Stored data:

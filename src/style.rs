//! Colors, glyphs and the small normalizations shared by both footer lines.

use std::borrow::Cow;

pub const RESET: &str = "\x1b[0m";

pub const GREEN: &str = "\x1b[0;32m";
pub const YELLOW: &str = "\x1b[0;33m";
pub const RED: &str = "\x1b[0;31m";
pub const CYAN: &str = "\x1b[0;36m";
pub const BLUE: &str = "\x1b[0;34m";
pub const WHITE: &str = "\x1b[0;37m";

// Dim variants
pub const DIM_GREEN: &str = "\x1b[2;32m";
pub const DIM_YELLOW: &str = "\x1b[2;33m";
pub const DIM_RED: &str = "\x1b[2;31m";
pub const DIM_WHITE: &str = "\x1b[2;37m";
pub const DIM_CYAN: &str = "\x1b[2;36m";
pub const DIM_MAGENTA: &str = "\x1b[2;35m";

/// Wrap `text` in `color` and a trailing reset.
pub fn paint(color: &str, text: &str) -> String {
    format!("{color}{text}{RESET}")
}

/// Marker appended to a line that had to be cut.
pub fn ellipsis() -> String {
    paint(DIM_WHITE, "...")
}

/// Reasoning effort reported by the host.
#[derive(Debug, Clone, Copy, PartialEq, Eq, Default)]
pub enum ThinkingLevel {
    #[default]
    Off,
    Minimal,
    Low,
    Medium,
    High,
    XHigh,
}

impl ThinkingLevel {
    /// Unknown levels are treated as `Off`.
    pub fn parse(level: &str) -> Self {
        match level {
            "minimal" => Self::Minimal,
            "low" => Self::Low,
            "medium" => Self::Medium,
            "high" => Self::High,
            "xhigh" => Self::XHigh,
            _ => Self::Off,
        }
    }

    pub fn symbol(self) -> &'static str {
        match self {
            Self::Off => "",
            Self::Minimal => "✧",
            Self::Low => "✦",
            Self::Medium => "◆",
            Self::High => "❖",
            Self::XHigh => "✹",
        }
    }

    fn color(self) -> &'static str {
        match self {
            Self::Off | Self::Minimal => DIM_WHITE,
            Self::Low => DIM_CYAN,
            Self::Medium => CYAN,
            Self::High => DIM_MAGENTA,
            Self::XHigh => YELLOW,
        }
    }

    /// Colored glyph, or an empty string for `Off`.
    pub fn render(self) -> String {
        let symbol = self.symbol();
        if symbol.is_empty() {
            return String::new();
        }
        paint(self.color(), symbol)
    }
}

/// Strip a leading "Claude" plus whitespace, in any case; blank names become "Claude".
pub fn normalize_model(model: &str) -> Cow<'_, str> {
    let trimmed = model.trim();
    if trimmed.is_empty() {
        return Cow::Borrowed("Claude");
    }
    let stripped = match trimmed.get(..6).zip(trimmed.get(6..)) {
        Some((prefix, rest))
            if prefix.eq_ignore_ascii_case("claude") && rest.starts_with(char::is_whitespace) =>
        {
            rest.trim_start()
        }
        _ => trimmed,
    };
    if stripped.is_empty() {
        Cow::Borrowed("Claude")
    } else {
        Cow::Borrowed(stripped)
    }
}

/// Replace a leading home directory with `~`.
pub fn normalize_path<'a>(path: &'a str, home: &str) -> Cow<'a, str> {
    if home.is_empty() {
        return Cow::Borrowed(path);
    }
    if path == home {
        return Cow::Borrowed("~");
    }
    match path.strip_prefix(home) {
        Some(rest) if rest.starts_with('/') || rest.starts_with('\\') => {
            Cow::Owned(format!("~{rest}"))
        }
        _ => Cow::Borrowed(path),
    }
}

/// Format milliseconds as `XhYm`.
pub fn format_elapsed(ms: u64) -> String {
    let hours = ms / 3_600_000;
    let minutes = (ms % 3_600_000) / 60_000;
    format!("{hours}h{minutes}m")
}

WHAT NEEDS TO BE DONE
Nothing in the data may differ; print all of it exactly as written.

WORKED SOLUTION
filename src/style.rs
//! Colors, glyphs and the small normalizations shared by both footer lines.

use std::borrow::Cow;

pub const RESET: &str = "\x1b[0m";

pub const GREEN: &str = "\x1b[0;32m";
pub const YELLOW: &str = "\x1b[0;33m";
pub const RED: &str = "\x1b[0;31m";
pub const CYAN: &str = "\x1b[0;36m";
pub const BLUE: &str = "\x1b[0;34m";
pub const WHITE: &str = "\x1b[0;37m";

// Dim variants
pub const DIM_GREEN: &str = "\x1b[2;32m";
pub const DIM_YELLOW: &str = "\x1b[2;33m";
pub const DIM_RED: &str = "\x1b[2;31m";
pub const DIM_WHITE: &str = "\x1b[2;37m";
pub const DIM_CYAN: &str = "\x1b[2;36m";
pub const DIM_MAGENTA: &str = "\x1b[2;35m";

/// Wrap `text` in `color` and a trailing reset.
pub fn paint(color: &str, text: &str) -> String {
    format!("{color}{text}{RESET}")
}

/// Marker appended to a line that had to be cut.
pub fn ellipsis() -> String {
    paint(DIM_WHITE, "...")
}

/// Reasoning effort reported by the host.
#[derive(Debug, Clone, Copy, PartialEq, Eq, Default)]
pub enum ThinkingLevel {
    #[default]
    Off,
    Minimal,
    Low,
    Medium,
    High,
    XHigh,
}

impl ThinkingLevel {
    /// Unknown levels are treated as `Off`.
    pub fn parse(level: &str) -> Self {
        match level {
            "minimal" => Self::Minimal,
            "low" => Self::Low,
            "medium" => Self::Medium,
            "high" => Self::High,
            "xhigh" => Self::XHigh,
            _ => Self::Off,
        }
    }

    pub fn symbol(self) -> &'static str {
        match self {
            Self::Off => "",
            Self::Minimal => "✧",
            Self::Low => "✦",
            Self::Medium => "◆",
            Self::High => "❖",
            Self::XHigh => "✹",
        }
    }

    fn color(self) -> &'static str {
        match self {
            Self::Off | Self::Minimal => DIM_WHITE,
            Self::Low => DIM_CYAN,
            Self::Medium => CYAN,
            Self::High => DIM_MAGENTA,
            Self::XHigh => YELLOW,
        }
    }

    /// Colored glyph, or an empty string for `Off`.
    pub fn render(self) -> String {
        let symbol = self.symbol();
        if symbol.is_empty() {
            return String::new();
        }
        paint(self.color(), symbol)
    }
}

/// Strip a leading "Claude" plus whitespace, in any case; blank names become "Claude".
pub fn normalize_model(model: &str) -> Cow<'_, str> {
    let trimmed = model.trim();
    if trimmed.is_empty() {
        return Cow::Borrowed("Claude");
    }
    let stripped = match trimmed.get(..6).zip(trimmed.get(6..)) {
        Some((prefix, rest))
            if prefix.eq_ignore_ascii_case("claude") && rest.starts_with(char::is_whitespace) =>
        {
            rest.trim_start()
        }
        _ => trimmed,
    };
    if stripped.is_empty() {
        Cow::Borrowed("Claude")
    } else {
        Cow::Borrowed(stripped)
    }
}

/// Replace a leading home directory with `~`.
pub fn normalize_path<'a>(path: &'a str, home: &str) -> Cow<'a, str> {
    if home.is_empty() {
        return Cow::Borrowed(path);
    }
    if path == home {
        return Cow::Borrowed("~");
    }
    match path.strip_prefix(home) {
        Some(rest) if rest.starts_with('/') || rest.starts_with('\\') => {
            Cow::Owned(format!("~{rest}"))
        }
        _ => Cow::Borrowed(path),
    }
}

/// Format milliseconds as `XhYm`.
pub fn format_elapsed(ms: u64) -> String {
    let hours = ms / 3_600_000;
    let minutes = (ms % 3_600_000) / 60_000;
    format!("{hours}h{minutes}m")
}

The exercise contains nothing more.